Well, if he didnt do one contiguous tour in Iraq longer than a year, then all bets are off. If he did a year in Iraq, then a year out, then another year in, thats not the recruiters fault.

If someone expects to serve in a multi-year contract with the military and only deploy once, they are kidding themselves.
 
Kinda like those poor guys who signed up for TRY ONE
and got another FREE. Stop loose orders orevented him for returning home. It was something about a long extended tour. I think He ended up staying for 16month (?) deployment

But the courts rules that stop lose order was legal and part of hes contract.
Didnt follow up on the story dunno If hes still stuck serving even though he signed for a single year. (I think he got stuck in reserves as per the contact and called to serve another tour)
 
FriendlyFire said:
Kinda like those poor guys who signed up for TRY ONE
and got another FREE. Stop loose orders orevented him for returning home. It was something about a long extended tour. I think He ended up staying for 16month (?) deployment

But the courts rules that stop lose order was legal and part of hes contract.
Didnt follow up on the story dunno If hes still stuck serving even though he signed for a single year. (I think he got stuck in reserves as per the contact and called to serve another tour)

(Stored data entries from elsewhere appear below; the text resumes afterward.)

//! `daem0n://` read-only resources: the same context a briefing surfaces,
//! addressable individually for clients that read resources instead of
//! calling tools.
//!
//! URI shapes:
//!   daem0n://warnings/{project}   - all warning-category memories
//!   daem0n://failed/{project}     - memories with a recorded worked=false outcome
//!   daem0n://rules/{project}      - governance rules
//!   daem0n://context/{project}    - pinned active-context entries
//!   daem0n://triggered/{file}     - triggers whose pattern matches a file path

use serde_json::{json, Value};

use crate::error::{DaemonError, DaemonResult};
use crate::protocol::messages::ResourceDescription;
use crate::registry::ProjectRegistry;

const SCHEME: &str = "daem0n://";

pub fn list(project: &str) -> Vec<ResourceDescription> {
    let encoded = urlencode(project);
    vec![
        describe(format!("{SCHEME}warnings/{encoded}"), "Warnings", "Warning-category memories"),
        describe(format!("{SCHEME}failed/{encoded}"), "Failed decisions", "Memories with a recorded worked=false outcome"),
        describe(format!("{SCHEME}rules/{encoded}"), "Rules", "Governance rules"),
        describe(format!("{SCHEME}context/{encoded}"), "Active context", "Currently pinned memories"),
        describe(
            format!("{SCHEME}triggered/{{file}}"),
            "Triggered",
            "Triggers matching a file path, resolved against the process's default project",
        ),
    ]
}

fn describe(uri: String, name: &str, description: &str) -> ResourceDescription {
    ResourceDescription {
        uri,
        name: name.to_string(),
        description: Some(description.to_string()),
        mime_type: Some("application/json".to_string()),
    }
}

/// Reads one resource URI, opening the named project's engine on demand.
pub fn read(registry: &ProjectRegistry, uri: &str) -> DaemonResult<Value> {
    let rest = uri
        .strip_prefix(SCHEME)
        .ok_or_else(|| DaemonError::InvalidArgument(format!("unrecognized resource scheme in '{uri}'")))?;
    let (kind, subject) = rest
        .split_once('/')
        .ok_or_else(|| DaemonError::InvalidArgument(format!("malformed resource uri '{uri}'")))?;
    let subject = urldecode(subject);

    match kind {
        "warnings" => {
            let (engine, _) = registry.get_or_open(&subject)?;
            Ok(json!({"warnings": engine.warnings()?}))
        }
        "failed" => {
            let (engine, _) = registry.get_or_open(&subject)?;
            let memories = engine.failed_decisions()?;
            Ok(json!({"failed": memories}))
        }
        "rules" => {
            let (engine, _) = registry.get_or_open(&subject)?;
            Ok(json!({"rules": engine.list_rules()?}))
        }
        "context" => {
            let (engine, _) = registry.get_or_open(&subject)?;
            Ok(json!({"activeContext": engine.active_context()?}))
        }
        "triggered" => {
            // `subject` here is a file path, not a project; triggers are
            // project-scoped, so this resolves against the process's
            // default project rather than the URI itself naming one.
            let default_project = registry.default_project()?;
            let (engine, _) = registry.get_or_open(&default_project)?;
            let triggers = engine.list_triggers()?;
            let matching: Vec<_> = triggers.into_iter().filter(|t| path_matches(&t.pattern, &subject)).collect();
            Ok(json!({"triggered": matching}))
        }
        other => Err(DaemonError::InvalidArgument(format!("unknown resource kind '{other}'"))),
    }
}

fn path_matches(pattern: &str, path: &str) -> bool {
    if let Some(suffix) = pattern.strip_prefix('*') {
        path.ends_with(suffix)
    } else if let Some(prefix) = pattern.strip_suffix('*') {
        path.starts_with(prefix)
    } else {
        path.contains(pattern)
    }
}

fn urlencode(s: &str) -> String {
    s.replace('%', "%25").replace('/', "%2F")
}

fn urldecode(s: &str) -> String {
    s.replace("%2F", "/").replace("%25", "%")
}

Its called Stop Loss and yes it can affect just about anyone. It puts a stop to your ETS (End of Term of Service), even your voluntary retirement. The only thing a stop loss cant stop is a Mandatory Retirement Date.

Another thing people need to know is that all military contracts, no matter the active portion are ALL for eight years. If you sign up for a 3 year active hitch, you still have a 5 year obligation after that in the inactive reserve pool. You are not totally off the hook until that 8 years is up.

Now your friend with the try 1 was a former active duty guy trying 1 in the reserves. Its a special program meant to give former active duty guys a look at how the guard/reserve works and a year to try it. Oh and btw, it states right in the contract if you are on a try 1 and the unit is called to war you will be involuntarily extended to meet the deployment length. But then that language is standard in every contract no matter the length of enlistment.
 
They Should Call it TRY ONE GET SEVEN FREE :D

At least the pentagon has been rather sensible in unit rotations. Thou support for return home troops has been lacking and streched. Not to mention cut backs in the VA when they should really be expanding it with all the seriously wounded comming back.
 
FriendlyFire said:
They Should Call it TRY ONE GET SEVEN FREE :D

At least the pentagon has been rather sensible in unit rotations. Thou support for return home troops has been lacking and streched. Not to mention cut backs in the VA when they should really be expanding it with all the seriously wounded comming back.

You misunderstand FF...the only people who can "try one" are people coming off of Active Duty (prior service folk), so they are already several years into their 8 year obligation.

The Try One option is not available for non-prior service recruits as their would hardly be any time left to get them through basic and AIT before they ETS'd.
 
MobBoss said:
SCOTUS rules unanimously in favor of the military.

I can't believe it took so long to get a decision or that any judge would rule differently. Yea SCOTUS!! The policy is not dreamed up by the DoD, it is a law enacted by Congress. If they really wanted to protest the policy they should have tried to ban politicians. :crazyeye: While I strongly disagree with the law itself, this ban on recruiting was ridiculous.

The law itself has some very important effects now that personnel are deployed to combat zones. There are some homosexuals who still decide to serve and just "don't tell". This policy becomes very bad if that person has a significant other that they would otherwise be married to that becomes critically injured or ill. If I'm deployed and my wife (or children, or sibling, or parent) becomes critically ill, I'll be sent home on 'emergency leave', while homosexuals have only the options to not go home or identify that they are homosexual and get removed from service to return home.